**WHAT YOU NEED TO DO**.
In the entries below, find the line with "if let Some(rotate)" and the line with "if let Some(padding)". Print those two and everything between them exactly, and nothing else.

**RECORD SET**.
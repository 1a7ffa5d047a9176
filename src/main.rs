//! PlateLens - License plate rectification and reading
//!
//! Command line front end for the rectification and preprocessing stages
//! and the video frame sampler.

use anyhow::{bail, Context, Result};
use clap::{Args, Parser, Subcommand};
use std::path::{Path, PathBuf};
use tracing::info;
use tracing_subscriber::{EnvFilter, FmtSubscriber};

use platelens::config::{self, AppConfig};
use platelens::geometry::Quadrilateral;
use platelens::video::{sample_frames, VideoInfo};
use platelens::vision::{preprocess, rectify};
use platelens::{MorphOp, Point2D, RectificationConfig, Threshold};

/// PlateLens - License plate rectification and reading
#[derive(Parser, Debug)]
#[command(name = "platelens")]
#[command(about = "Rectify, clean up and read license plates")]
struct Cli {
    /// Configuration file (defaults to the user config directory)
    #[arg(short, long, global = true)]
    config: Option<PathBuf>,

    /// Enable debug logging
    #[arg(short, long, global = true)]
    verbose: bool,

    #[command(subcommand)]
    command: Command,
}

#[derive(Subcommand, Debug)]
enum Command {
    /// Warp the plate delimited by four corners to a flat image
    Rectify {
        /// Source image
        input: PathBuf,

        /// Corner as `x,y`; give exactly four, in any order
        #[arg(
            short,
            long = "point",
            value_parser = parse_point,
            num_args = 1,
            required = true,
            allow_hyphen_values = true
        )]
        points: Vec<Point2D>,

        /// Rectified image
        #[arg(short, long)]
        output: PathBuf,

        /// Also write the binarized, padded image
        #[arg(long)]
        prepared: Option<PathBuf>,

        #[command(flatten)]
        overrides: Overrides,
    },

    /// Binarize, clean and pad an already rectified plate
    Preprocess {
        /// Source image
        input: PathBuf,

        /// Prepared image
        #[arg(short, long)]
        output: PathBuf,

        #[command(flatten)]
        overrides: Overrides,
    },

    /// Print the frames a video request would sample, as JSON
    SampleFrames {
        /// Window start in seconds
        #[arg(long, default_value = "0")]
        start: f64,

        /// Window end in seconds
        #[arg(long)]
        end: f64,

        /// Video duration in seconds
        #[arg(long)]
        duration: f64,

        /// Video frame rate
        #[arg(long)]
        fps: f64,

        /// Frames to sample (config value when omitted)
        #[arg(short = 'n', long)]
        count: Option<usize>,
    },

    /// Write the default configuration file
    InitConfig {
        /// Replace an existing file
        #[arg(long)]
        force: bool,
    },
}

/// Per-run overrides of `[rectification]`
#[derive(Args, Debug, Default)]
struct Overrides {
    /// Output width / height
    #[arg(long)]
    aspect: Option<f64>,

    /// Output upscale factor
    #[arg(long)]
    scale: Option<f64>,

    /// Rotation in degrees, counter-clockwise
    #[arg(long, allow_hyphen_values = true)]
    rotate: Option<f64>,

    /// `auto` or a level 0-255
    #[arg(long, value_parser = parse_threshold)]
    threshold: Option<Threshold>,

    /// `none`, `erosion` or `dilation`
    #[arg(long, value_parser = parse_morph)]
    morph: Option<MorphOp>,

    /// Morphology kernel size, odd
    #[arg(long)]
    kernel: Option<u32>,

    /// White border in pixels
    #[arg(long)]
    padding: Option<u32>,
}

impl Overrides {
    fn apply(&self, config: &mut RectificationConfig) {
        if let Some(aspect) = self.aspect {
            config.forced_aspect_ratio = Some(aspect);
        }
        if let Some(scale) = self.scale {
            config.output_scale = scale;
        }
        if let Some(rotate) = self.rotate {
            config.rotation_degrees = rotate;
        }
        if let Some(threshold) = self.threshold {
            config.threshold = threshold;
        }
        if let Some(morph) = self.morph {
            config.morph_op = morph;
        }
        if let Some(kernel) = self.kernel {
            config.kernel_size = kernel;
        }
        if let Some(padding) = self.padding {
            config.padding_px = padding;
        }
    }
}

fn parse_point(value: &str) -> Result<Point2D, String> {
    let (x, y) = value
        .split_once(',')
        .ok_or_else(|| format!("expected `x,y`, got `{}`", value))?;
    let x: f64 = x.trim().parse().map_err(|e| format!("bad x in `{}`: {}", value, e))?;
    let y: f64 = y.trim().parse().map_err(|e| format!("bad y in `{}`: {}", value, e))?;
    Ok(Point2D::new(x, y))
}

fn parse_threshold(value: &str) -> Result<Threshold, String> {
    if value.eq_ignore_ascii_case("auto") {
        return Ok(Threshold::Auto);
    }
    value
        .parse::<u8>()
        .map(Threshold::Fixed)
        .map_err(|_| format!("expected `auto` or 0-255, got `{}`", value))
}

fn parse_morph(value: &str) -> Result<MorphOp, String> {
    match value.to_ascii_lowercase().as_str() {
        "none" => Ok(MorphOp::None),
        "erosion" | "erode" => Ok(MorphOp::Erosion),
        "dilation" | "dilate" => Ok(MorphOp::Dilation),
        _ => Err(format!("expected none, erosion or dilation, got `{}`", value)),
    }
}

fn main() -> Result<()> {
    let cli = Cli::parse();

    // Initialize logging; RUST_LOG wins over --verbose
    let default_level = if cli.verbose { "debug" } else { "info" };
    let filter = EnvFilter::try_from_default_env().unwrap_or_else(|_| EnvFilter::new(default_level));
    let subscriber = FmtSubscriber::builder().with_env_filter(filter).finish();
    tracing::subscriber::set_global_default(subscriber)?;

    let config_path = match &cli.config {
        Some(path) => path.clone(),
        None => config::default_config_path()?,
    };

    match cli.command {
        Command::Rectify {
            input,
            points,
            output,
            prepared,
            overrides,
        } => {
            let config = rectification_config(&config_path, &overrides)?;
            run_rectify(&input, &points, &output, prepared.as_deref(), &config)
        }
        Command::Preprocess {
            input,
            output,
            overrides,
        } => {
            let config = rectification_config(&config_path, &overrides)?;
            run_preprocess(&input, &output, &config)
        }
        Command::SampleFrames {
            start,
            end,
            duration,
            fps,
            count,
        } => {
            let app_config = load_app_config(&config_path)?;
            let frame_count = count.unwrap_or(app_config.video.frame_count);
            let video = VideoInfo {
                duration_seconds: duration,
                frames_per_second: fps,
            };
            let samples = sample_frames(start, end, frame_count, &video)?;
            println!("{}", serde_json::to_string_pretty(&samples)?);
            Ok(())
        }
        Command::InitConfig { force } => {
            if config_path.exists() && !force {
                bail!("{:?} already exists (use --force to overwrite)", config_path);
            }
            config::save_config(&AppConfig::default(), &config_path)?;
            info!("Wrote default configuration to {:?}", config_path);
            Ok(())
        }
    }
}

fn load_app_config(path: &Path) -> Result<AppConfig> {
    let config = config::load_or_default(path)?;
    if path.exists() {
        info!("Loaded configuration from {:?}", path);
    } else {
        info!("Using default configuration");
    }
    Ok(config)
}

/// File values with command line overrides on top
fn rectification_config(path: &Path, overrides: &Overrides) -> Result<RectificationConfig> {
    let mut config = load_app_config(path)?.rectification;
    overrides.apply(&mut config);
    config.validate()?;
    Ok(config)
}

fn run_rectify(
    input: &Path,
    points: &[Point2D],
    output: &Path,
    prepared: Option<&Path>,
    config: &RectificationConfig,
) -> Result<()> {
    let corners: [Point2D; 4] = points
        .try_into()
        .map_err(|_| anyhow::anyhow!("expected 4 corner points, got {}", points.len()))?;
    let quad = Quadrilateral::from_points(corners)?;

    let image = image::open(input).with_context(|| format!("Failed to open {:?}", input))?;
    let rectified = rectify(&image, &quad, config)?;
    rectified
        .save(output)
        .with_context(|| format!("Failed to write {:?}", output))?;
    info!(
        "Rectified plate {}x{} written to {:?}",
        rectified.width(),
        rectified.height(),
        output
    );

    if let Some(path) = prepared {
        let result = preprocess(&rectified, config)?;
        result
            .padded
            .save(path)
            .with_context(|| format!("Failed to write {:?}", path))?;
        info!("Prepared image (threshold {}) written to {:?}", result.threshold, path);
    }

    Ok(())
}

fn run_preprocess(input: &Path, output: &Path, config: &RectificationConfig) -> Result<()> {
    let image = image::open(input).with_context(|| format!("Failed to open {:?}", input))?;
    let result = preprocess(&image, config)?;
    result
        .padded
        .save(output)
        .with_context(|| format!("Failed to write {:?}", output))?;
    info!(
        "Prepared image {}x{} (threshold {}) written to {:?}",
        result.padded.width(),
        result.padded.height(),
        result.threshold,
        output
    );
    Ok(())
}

**ANSWER TO THIS PROBLEM**.
        if let Some(rotate) = self.rotate {
            config.rotation_degrees = rotate;
        }
        if let Some(threshold) = self.threshold {
            config.threshold = threshold;
        }
        if let Some(morph) = self.morph {
            config.morph_op = morph;
        }
        if let Some(kernel) = self.kernel {
            config.kernel_size = kernel;
        }
        if let Some(padding) = self.padding {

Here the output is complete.